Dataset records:
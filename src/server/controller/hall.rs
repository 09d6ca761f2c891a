use axum::{
    extract::{Path, Query, State},
    http::StatusCode,
    response::IntoResponse,
    Json,
};

use crate::{
    model::{
        api::ErrorDto,
        hall::{HallDto, HallRequestDto},
    },
    server::{
        assembler::{hall::HallAssembler, Assembler, AssemblyContext},
        controller::{HalForms, PageParams},
        error::AppError,
        middleware::auth::{AuthGuard, Caller, Permission},
        model::hall::HallParams,
        service::hall::HallService,
        state::AppState,
    },
};

/// Tag for grouping hall endpoints in OpenAPI documentation
pub static HALL_TAG: &str = "hall";

/// Create a new hall.
///
/// # Access Control
/// - `Admin` - Only admins can create halls
///
/// # Returns
/// - `201 Created` - Hall representation with its affordances
/// - `400 Bad Request` - Invalid hall data
/// - `401 Unauthorized` - No bearer token
/// - `403 Forbidden` - Token is not the admin token
/// - `409 Conflict` - A hall with the same name and address exists
#[utoipa::path(
    post,
    path = "/api/halls",
    tag = HALL_TAG,
    request_body = HallRequestDto,
    security(("bearer" = [])),
    responses(
        (status = 201, description = "Successfully created hall", body = HallDto, content_type = "application/prs.hal-forms+json"),
        (status = 400, description = "Invalid hall data", body = ErrorDto),
        (status = 401, description = "Missing bearer token", body = ErrorDto),
        (status = 403, description = "Caller is not an admin", body = ErrorDto),
        (status = 409, description = "Hall already exists", body = ErrorDto),
        (status = 500, description = "Internal server error", body = ErrorDto)
    ),
)]
pub async fn create_hall(
    State(state): State<AppState>,
    caller: Caller,
    Json(payload): Json<HallRequestDto>,
) -> Result<impl IntoResponse, AppError> {
    AuthGuard::new(&caller).require(&[Permission::Admin])?;

    let params = HallParams::from_dto(payload)?;
    let hall = HallService::new(&state.db).create(params).await?;

    let ctx = AssemblyContext::new(&state.links, &caller);
    let model = HallAssembler::new(ctx).to_model(&hall)?;

    Ok((StatusCode::CREATED, HalForms(model)))
}

/// Get one page of halls.
///
/// # Returns
/// - `200 OK` - Paged representation with navigation links
/// - `400 Bad Request` - Page size is zero
#[utoipa::path(
    get,
    path = "/api/halls",
    tag = HALL_TAG,
    params(PageParams),
    responses(
        (status = 200, description = "Successfully retrieved halls", body = Vec<HallDto>, content_type = "application/prs.hal-forms+json"),
        (status = 400, description = "Invalid page request", body = ErrorDto),
        (status = 500, description = "Internal server error", body = ErrorDto)
    ),
)]
pub async fn get_halls(
    State(state): State<AppState>,
    caller: Caller,
    Query(params): Query<PageParams>,
) -> Result<impl IntoResponse, AppError> {
    let request = params.into_request()?;
    let page = HallService::new(&state.db).get_paginated(&request).await?;

    let ctx = AssemblyContext::new(&state.links, &caller);
    let model = HallAssembler::new(ctx).to_paged_model(&page)?;

    Ok(HalForms(model))
}

/// Get every hall without paging.
#[utoipa::path(
    get,
    path = "/api/halls/all",
    tag = HALL_TAG,
    responses(
        (status = 200, description = "Successfully retrieved halls", body = Vec<HallDto>, content_type = "application/prs.hal-forms+json"),
        (status = 500, description = "Internal server error", body = ErrorDto)
    ),
)]
pub async fn get_all_halls(
    State(state): State<AppState>,
    caller: Caller,
) -> Result<impl IntoResponse, AppError> {
    let halls = HallService::new(&state.db).get_all().await?;

    let ctx = AssemblyContext::new(&state.links, &caller);
    let model = HallAssembler::new(ctx).to_collection_model(&halls)?;

    Ok(HalForms(model))
}

/// Get a hall by ID.
///
/// # Returns
/// - `200 OK` - Hall representation
/// - `404 Not Found` - Hall does not exist
#[utoipa::path(
    get,
    path = "/api/halls/{id}",
    tag = HALL_TAG,
    params(
        ("id" = i32, Path, description = "Hall ID")
    ),
    responses(
        (status = 200, description = "Successfully retrieved hall", body = HallDto, content_type = "application/prs.hal-forms+json"),
        (status = 404, description = "Hall not found", body = ErrorDto),
        (status = 500, description = "Internal server error", body = ErrorDto)
    ),
)]
pub async fn get_hall(
    State(state): State<AppState>,
    caller: Caller,
    Path(id): Path<i32>,
) -> Result<impl IntoResponse, AppError> {
    let hall = HallService::new(&state.db).get_by_id(id).await?;

    let ctx = AssemblyContext::new(&state.links, &caller);
    let model = HallAssembler::new(ctx).to_model(&hall)?;

    Ok(HalForms(model))
}

/// Replace a hall's name and address.
///
/// # Access Control
/// - `Admin` - Only admins can update halls
///
/// # Returns
/// - `200 OK` - Updated hall representation
/// - `400 Bad Request` - Invalid hall data
/// - `401 Unauthorized` - No bearer token
/// - `403 Forbidden` - Token is not the admin token
/// - `404 Not Found` - Hall does not exist
/// - `409 Conflict` - Another hall has the same name and address
#[utoipa::path(
    put,
    path = "/api/halls/{id}",
    tag = HALL_TAG,
    params(
        ("id" = i32, Path, description = "Hall ID")
    ),
    request_body = HallRequestDto,
    security(("bearer" = [])),
    responses(
        (status = 200, description = "Successfully updated hall", body = HallDto, content_type = "application/prs.hal-forms+json"),
        (status = 400, description = "Invalid hall data", body = ErrorDto),
        (status = 401, description = "Missing bearer token", body = ErrorDto),
        (status = 403, description = "Caller is not an admin", body = ErrorDto),
        (status = 404, description = "Hall not found", body = ErrorDto),
        (status = 409, description = "Hall already exists", body = ErrorDto),
        (status = 500, description = "Internal server error", body = ErrorDto)
    ),
)]
pub async fn update_hall(
    State(state): State<AppState>,
    caller: Caller,
    Path(id): Path<i32>,
    Json(payload): Json<HallRequestDto>,
) -> Result<impl IntoResponse, AppError> {
    AuthGuard::new(&caller).require(&[Permission::Admin])?;

    let params = HallParams::from_dto(payload)?;
    let hall = HallService::new(&state.db).update(id, params).await?;

    let ctx = AssemblyContext::new(&state.links, &caller);
    let model = HallAssembler::new(ctx).to_model(&hall)?;

    Ok(HalForms(model))
}

/// Delete a hall and every training session held in it.
///
/// # Access Control
/// - `Admin` - Only admins can delete halls
///
/// # Returns
/// - `204 No Content` - Hall deleted
/// - `401 Unauthorized` - No bearer token
/// - `403 Forbidden` - Token is not the admin token
/// - `404 Not Found` - Hall does not exist
#[utoipa::path(
    delete,
    path = "/api/halls/{id}",
    tag = HALL_TAG,
    params(
        ("id" = i32, Path, description = "Hall ID")
    ),
    security(("bearer" = [])),
    responses(
        (status = 204, description = "Successfully deleted hall"),
        (status = 401, description = "Missing bearer token", body = ErrorDto),
        (status = 403, description = "Caller is not an admin", body = ErrorDto),
        (status = 404, description = "Hall not found", body = ErrorDto),
        (status = 500, description = "Internal server error", body = ErrorDto)
    ),
)]
pub async fn delete_hall(
    State(state): State<AppState>,
    caller: Caller,
    Path(id): Path<i32>,
) -> Result<impl IntoResponse, AppError> {
    AuthGuard::new(&caller).require(&[Permission::Admin])?;

    HallService::new(&state.db).delete(id).await?;

    Ok(StatusCode::NO_CONTENT)
}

TASK STATEMENT -> The number of lines in the data that hold "address" must be the entire answer.

OUTPUT OF THE TASK -> 3